Freshman applications to many U.S. colleges and universities are rising this year, fueled by a surge of international students, even as costs increase and the number of U.S. high school graduates declines.

At Tufts University, international applications climbed 12 percent from a year ago and have more than doubled since 2004. The number of foreign students seeking admission to the University of California, Berkeley jumped about 22 percent this year, while the University of Pennsylvania, an Ivy League member, reported a 38 percent increase since 2010.

U.S. universities are searching overseas to fill slots with more students who can pay full tuition as the pool of domestic prospects declines and the annual cost to attend at some private colleges tops $60,000. Schools are boosting their recruiting staffs and travel budgets to pursue more international applicants.

“Having students from overseas just makes sense,” said Lee Coffin, dean of undergraduate admission at Medford, Massachusetts-based Tufts. “If the American population is going to decline, then the global population represents another source of high-quality students.”

The Western Interstate Commission on Higher Education said this month that the number of U.S. high-school graduates is expected to drop through the rest of the decade, raising questions about how colleges will recruit and enroll students. The Midwest and Northeast will experience the largest declines, according to projections in the Jan. 10 report.

Bottom Line

International students, most of whom pay full tuition, help a college’s bottom line as states cut funding to public universities and private universities struggle with lower endowment returns and rising costs.

At UC Berkeley, international and out-of-state students pay a supplemental fee of almost $23,000 a year, on top of the $11,220 tuition that Californians pay, according to the college’s website.

Universities are marketing to foreign students for pricing reasons, though increasingly those admitted are requiring a discount, said John Nelson, a managing director at Moody’s Investors Service.

“Even at a discount, the international student provides more marginal revenue to a college that otherwise might not have any added revenue from resident students who are in short supply in some parts of the country,” Nelson said in an e-mail.

Admittance Rates

Competition for slots at selective colleges has always been fierce, even before international applications picked up pace. Last year, Harvard University in Cambridge, Massachusetts, accepted just 5.9 percent of applicants last year, Penn 12.3 percent, and both Tufts and Berkeley 21 percent.

The increase in foreign applications doesn’t necessarily mean tougher acceptance standards for Americans because international applicants may be vying against each other, said Sally Stevens, associate director of college guidance at the Roxbury Latin School in West Roxbury, Massachusetts.

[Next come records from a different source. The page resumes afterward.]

//! # Axum Helpers
//!
//! Shared plumbing for the server-rendered Axum applications in this
//! workspace.
//!
//! ## Modules
//!
//! - **[`errors`]**: `AppError` boundary with structured error responses
//! - **[`extractors`]**: [`Payload`], a request body bound on demand
//! - **[`flash`]**: single-read notices carried across a redirect
//! - **[`render`]**: Handlebars pages, content negotiation, redirects
//! - **[`http`]**: security headers and form method override
//! - **[`server`]**: middleware stack, health checks, graceful shutdown
//!
//! ## Quick Start
//!
//! ```ignore
//! use axum::Router;
//! use axum_helpers::server::{create_production_app, create_router, health_router};
//! use core_config::{app_info, server::ServerConfig};
//! use std::time::Duration;
//!
//! #[tokio::main]
//! async fn main() -> std::io::Result<()> {
//!     let routes = Router::new().merge(health_router(app_info!()));
//!     let config = ServerConfig::default();
//!     let timeout = Duration::from_secs(30);
//!     create_production_app(create_router(routes), &config, timeout, async {}).await
//! }
//! ```

pub mod errors;
pub mod extractors;
pub mod flash;
pub mod http;
pub mod render;
pub mod server;

pub use errors::{AppError, ErrorCode, ErrorResponse};
pub use extractors::{BindError, Payload};
pub use flash::{Flash, Level};
pub use http::{security_headers, with_method_override};
pub use render::{Format, TemplateEngine, TemplateError, negotiate, redirect};
pub use server::{
    HealthCheckFuture, HealthResponse, ShutdownCoordinator, create_production_app,
    create_router, health_router, run_health_checks, shutdown_signal,
};
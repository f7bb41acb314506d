use axum::{
    Json, Router,
    extract::{Path, State},
    http::HeaderMap,
    response::{Html, IntoResponse, Response},
    routing::get,
};
use axum_extra::extract::cookie::CookieJar;
use axum_helpers::{Flash, Format, Payload, TemplateEngine, negotiate, redirect};
use std::sync::Arc;

use crate::controller::{Directive, Reply, UserController};
use crate::error::UserResult;
use crate::store::UserStore;
use crate::views::{Page, ShowView};

/// Shared state of the user routes.
pub struct UsersState<S> {
    pub controller: UserController<S>,
    pub templates: Arc<TemplateEngine>,
}

impl<S> Clone for UsersState<S> {
    fn clone(&self) -> Self {
        Self {
            controller: self.controller.clone(),
            templates: Arc::clone(&self.templates),
        }
    }
}

/// Create the users router.
///
/// Paths are absolute so that both `/users` and `/users/` reach the index.
/// `templates` must already hold the user pages (see
/// [`crate::templates::register`]). Forms send PUT and DELETE through a
/// `_method` field, so serve this router behind
/// [`axum_helpers::with_method_override`].
pub fn router<S: UserStore + 'static>(
    controller: UserController<S>,
    templates: Arc<TemplateEngine>,
) -> Router {
    let state = UsersState {
        controller,
        templates,
    };

    Router::new()
        .route("/users", get(index::<S>).post(create::<S>))
        .route("/users/", get(index::<S>).post(create::<S>))
        .route("/users/new", get(new_form::<S>))
        .route(
            "/users/{id}",
            get(show::<S>)
                .put(update::<S>)
                .patch(update::<S>)
                .delete(destroy::<S>),
        )
        .route("/users/{id}/edit", get(edit::<S>))
        .with_state(state)
}

/// List users
///
/// GET /users
async fn index<S: UserStore>(
    State(state): State<UsersState<S>>,
    jar: CookieJar,
    headers: HeaderMap,
) -> UserResult<Response> {
    let reply = state.controller.index().await?;
    respond(&state, reply, jar, &headers)
}

/// Blank user form
///
/// GET /users/new
async fn new_form<S: UserStore>(
    State(state): State<UsersState<S>>,
    jar: CookieJar,
    headers: HeaderMap,
) -> UserResult<Response> {
    let reply = state.controller.new_form().await?;
    respond(&state, reply, jar, &headers)
}

/// Create a user from a form or JSON body
///
/// POST /users
async fn create<S: UserStore>(
    State(state): State<UsersState<S>>,
    jar: CookieJar,
    headers: HeaderMap,
    payload: Payload,
) -> UserResult<Response> {
    let reply = state.controller.create(&payload).await?;
    respond(&state, reply, jar, &headers)
}

/// Show one user
///
/// GET /users/{id}
async fn show<S: UserStore>(
    State(state): State<UsersState<S>>,
    Path(id): Path<String>,
    jar: CookieJar,
    headers: HeaderMap,
) -> UserResult<Response> {
    let reply = state.controller.show(&id).await?;
    respond(&state, reply, jar, &headers)
}

/// Edit form for one user
///
/// GET /users/{id}/edit
async fn edit<S: UserStore>(
    State(state): State<UsersState<S>>,
    Path(id): Path<String>,
    jar: CookieJar,
    headers: HeaderMap,
) -> UserResult<Response> {
    let reply = state.controller.edit(&id).await?;
    respond(&state, reply, jar, &headers)
}

/// Update a user
///
/// PUT /users/{id}
async fn update<S: UserStore>(
    State(state): State<UsersState<S>>,
    Path(id): Path<String>,
    jar: CookieJar,
    headers: HeaderMap,
    payload: Payload,
) -> UserResult<Response> {
    let reply = state.controller.update(&id, &payload).await?;
    respond(&state, reply, jar, &headers)
}

/// Delete a user
///
/// DELETE /users/{id}
async fn destroy<S: UserStore>(
    State(state): State<UsersState<S>>,
    Path(id): Path<String>,
    jar: CookieJar,
    headers: HeaderMap,
) -> UserResult<Response> {
    let reply = state.controller.destroy(&id).await?;
    respond(&state, reply, jar, &headers)
}

/// Turn a controller reply into a response.
///
/// Notices still waiting in the cookie are shown together with the new
/// ones on the next HTML page, whether that is this response or the target
/// of a redirect.
fn respond<S: UserStore>(
    state: &UsersState<S>,
    reply: Reply,
    jar: CookieJar,
    headers: &HeaderMap,
) -> UserResult<Response> {
    let mut flash = Flash::from_jar(&jar);
    flash.merge(reply.flash);

    match reply.directive {
        Directive::Redirect { status, location } => {
            let jar = flash.store(jar);
            Ok((jar, redirect(status, location)).into_response())
        }
        Directive::Render { status, page } => render(state, status, &page, &flash, jar),
        Directive::Negotiate { status, user } => {
            let format = negotiate(headers, state.controller.destroy_formats());
            if format == Format::Json {
                let jar = flash.store(jar);
                return Ok((status, jar, Json(user)).into_response());
            }
            let page = Page::Destroyed(ShowView { user });
            render(state, status, &page, &flash, jar)
        }
    }
}

fn render<S: UserStore>(
    state: &UsersState<S>,
    status: axum::http::StatusCode,
    page: &Page,
    flash: &Flash,
    jar: CookieJar,
) -> UserResult<Response> {
    let html = page.render(&state.templates, flash)?;
    Ok((status, Flash::clear(jar), Html(html)).into_response())
}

“You can’t leap to the conclusion that it’s more competitive for U.S. kids,” Stevens said in an interview. “I’m not sure these universities want to become so overweighted with foreign students at the undergraduate level that they lose the ambiance they’re trying to create.”

China often dominates schools’ foreign applications. Tufts received 708 applications from China this year compared with 39 in 2004, Coffin said. The college, which has bolstered its international recruiting staff 10-fold to 10 people since about 2004, began recruiting in Africa some five years ago, and admissions officers also travel to Bangladesh and Vietnam.

Unlike most colleges, Tufts meets the financial need of foreign students that it admits.

International Recruiting

Penn started recruiting outside the U.S. Northeast and Mid- Atlantic regions decades ago and also looks internationally, Eric Furda, dean of undergraduate admissions, said in an interview. The Philadelphia-based school received 5,689 international applications this year, up 94 percent from 2006.

The gains in overseas applicants helped Penn stave off a decline in total applications this year. The school received 31,244, according to preliminary data -- an increase of just 26 from last year, Furda said.

Georgetown University, in Washington, had a similar experience. Total applications dipped less than 1 percent this year, though the decline would have been greater without a 10 percent increase in international applications, according to Charles Deacon, the dean of admissions.

Overseas applications are partly driven by rapid population growth in the sending countries, Nelson at Moody’s said.

“Some of the increase relates to the pure demographics of the sending countries, not just more aggressive marketing by U.S. colleges,” Nelson said.

University of California

Total freshman applications to Berkeley, near San Francisco, climbed 9.7 percent, the school said in a statement.

The nine undergraduate campuses of the University of California system, which also includes UCLA and UC San Diego, drew 18,659 international applicants, a gain of 34 percent from a year ago. The increase builds on a 66 percent surge the year before.

At Duke University, applications from foreign students this have risen by a greater percentage than domestic ones over the past few years, Christoph Guttentag, dean of undergraduate admissions, said in an interview. Duke, based in Durham, North Carolina, doesn’t release statistics for international applications.

“The American post-secondary education system is very appealing to a lot of individuals outside the U.S.,” Guttentag said. “It makes sense that they would cast their eyes here.”